Advertising and promotion expenses were approximately $322,000 compared to $202,000 for the comparative 2008 first quarter. The increase in advertising expense of approximately $120,000 was a result of increased customer cooperative, promotional, and catalog allowances. In addition, we increased our advertising expenditures in both TV and print advertising. We also initiated an advertising program on the Internet, on both Face Book and Twitter. Initial results look promising. Selling and administrative expenses decreased approximately $75,000 to $852,000 from $927,000, for comparative quarters. Lower operating expenses were recognized in the quarter for accounting & legal services, lower travel expenses, and higher charges to affiliated companies for administrative services. These lower costs were partially offset by higher non cash compensation expense and charges to income to increase bad debt allowances. Management continues to monitor all expenses to reduce spending.

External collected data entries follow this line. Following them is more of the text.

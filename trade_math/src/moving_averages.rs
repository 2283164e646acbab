//! Moving average calculations
//!
//! Contains the streaming averages:
//! - Simple Moving Average (SMA), also behind the batch [`rolling_mean`]
//! - Exponential Moving Average (EMA), span-weighted with bias adjustment

use crate::{MathError, Result};
use std::collections::VecDeque;

/// Simple Moving Average (SMA) implementation
#[derive(Debug, Clone)]
pub struct SimpleMovingAverage {
    period: usize,
    values: VecDeque<f64>,
    sum: f64,
}

impl SimpleMovingAverage {
    /// Create a new Simple Moving Average with the specified period
    pub fn new(period: usize) -> Result<Self> {
        if period == 0 {
            return Err(MathError::InvalidInput(
                "Period must be greater than zero".to_string(),
            ));
        }

        Ok(Self {
            period,
            values: VecDeque::with_capacity(period),
            sum: 0.0,
        })
    }

    /// Update the SMA with a new value
    pub fn update(&mut self, value: f64) -> Result<()> {
        if !value.is_finite() {
            return Err(MathError::InvalidInput(format!(
                "Cannot average non-finite value {}",
                value
            )));
        }

        self.values.push_back(value);
        self.sum += value;

        // Remove oldest value if we have more than period values
        if self.values.len() > self.period {
            if let Some(old_value) = self.values.pop_front() {
                self.sum -= old_value;
            }
        }

        Ok(())
    }

    /// Whether a full window of values has been seen
    pub fn is_ready(&self) -> bool {
        self.values.len() >= self.period
    }

    /// Get the current SMA value
    pub fn value(&self) -> Result<f64> {
        if !self.is_ready() {
            return Err(MathError::InsufficientData(format!(
                "Not enough data for SMA calculation. Need {} values, have {}.",
                self.period,
                self.values.len()
            )));
        }

        Ok(self.sum / self.period as f64)
    }
}

/// Exponential Moving Average (EMA) with `alpha = 2 / (span + 1)`.
///
/// Each value is the weighted mean of everything seen so far with weights
/// `(1 - alpha)^age`, normalised by the total weight. The first update is
/// therefore its own average and there is no warm-up period.
#[derive(Debug, Clone)]
pub struct ExponentialMovingAverage {
    decay: f64,
    weighted_sum: f64,
    total_weight: f64,
}

impl ExponentialMovingAverage {
    /// Create a new EMA with the specified span
    pub fn new(span: usize) -> Result<Self> {
        if span == 0 {
            return Err(MathError::InvalidInput(
                "Span must be greater than zero".to_string(),
            ));
        }

        let alpha = 2.0 / (span as f64 + 1.0);
        Ok(Self {
            decay: 1.0 - alpha,
            weighted_sum: 0.0,
            total_weight: 0.0,
        })
    }

    /// Update the EMA with a new value
    pub fn update(&mut self, value: f64) -> Result<()> {
        if !value.is_finite() {
            return Err(MathError::InvalidInput(format!(
                "Cannot average non-finite value {}",
                value
            )));
        }

        self.weighted_sum = value + self.decay * self.weighted_sum;
        self.total_weight = 1.0 + self.decay * self.total_weight;
        Ok(())
    }

    /// Get the current EMA value
    pub fn value(&self) -> Result<f64> {
        if self.total_weight == 0.0 {
            return Err(MathError::InsufficientData(
                "EMA has not seen any values".to_string(),
            ));
        }
        Ok(self.weighted_sum / self.total_weight)
    }
}

/// Trailing rolling mean over `values`.
///
/// Output index `i` is the mean of `values[i..i + window]`, so the result is
/// `values.len() - window + 1` long. The leading `window - 1` positions, which
/// have no complete window, are dropped rather than padded.
pub fn rolling_mean(values: &[f64], window: usize) -> Result<Vec<f64>> {
    let mut sma = SimpleMovingAverage::new(window)?;
    if values.len() < window {
        return Err(MathError::InsufficientData(format!(
            "Rolling mean needs at least {} values, have {}",
            window,
            values.len()
        )));
    }

    let mut out = Vec::with_capacity(values.len() + 1 - window);
    for &value in values {
        sma.update(value)?;
        if sma.is_ready() {
            out.push(sma.value()?);
        }
    }

    Ok(out)
}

Interest expense increased by approximately $6,000 for the quarter ended March 31, 2009 compared to the corresponding quarter in 2008. The higher interest expense in 2009 is associated with the financing of higher levels of inventory, in addition to higher average interest expense as a result of the industrial revenue bonds being tendered.
Operating income increased to approximately $205,000 from a loss of $323,000, a change of $529,000 or 164%. This is a result of higher sales volume, higher gross margin percent, and lower operating expenses.
Net profit for the quarter ended March 31, 2009 was approximately $126,000 compared to a net loss of $206,000 for the comparable period in 2008. The Company had income tax expense for the quarter of $91,000, as a result of the Company being in a tax paying position, as compared to the comparative quarter 2008 in which the Company was in a loss position.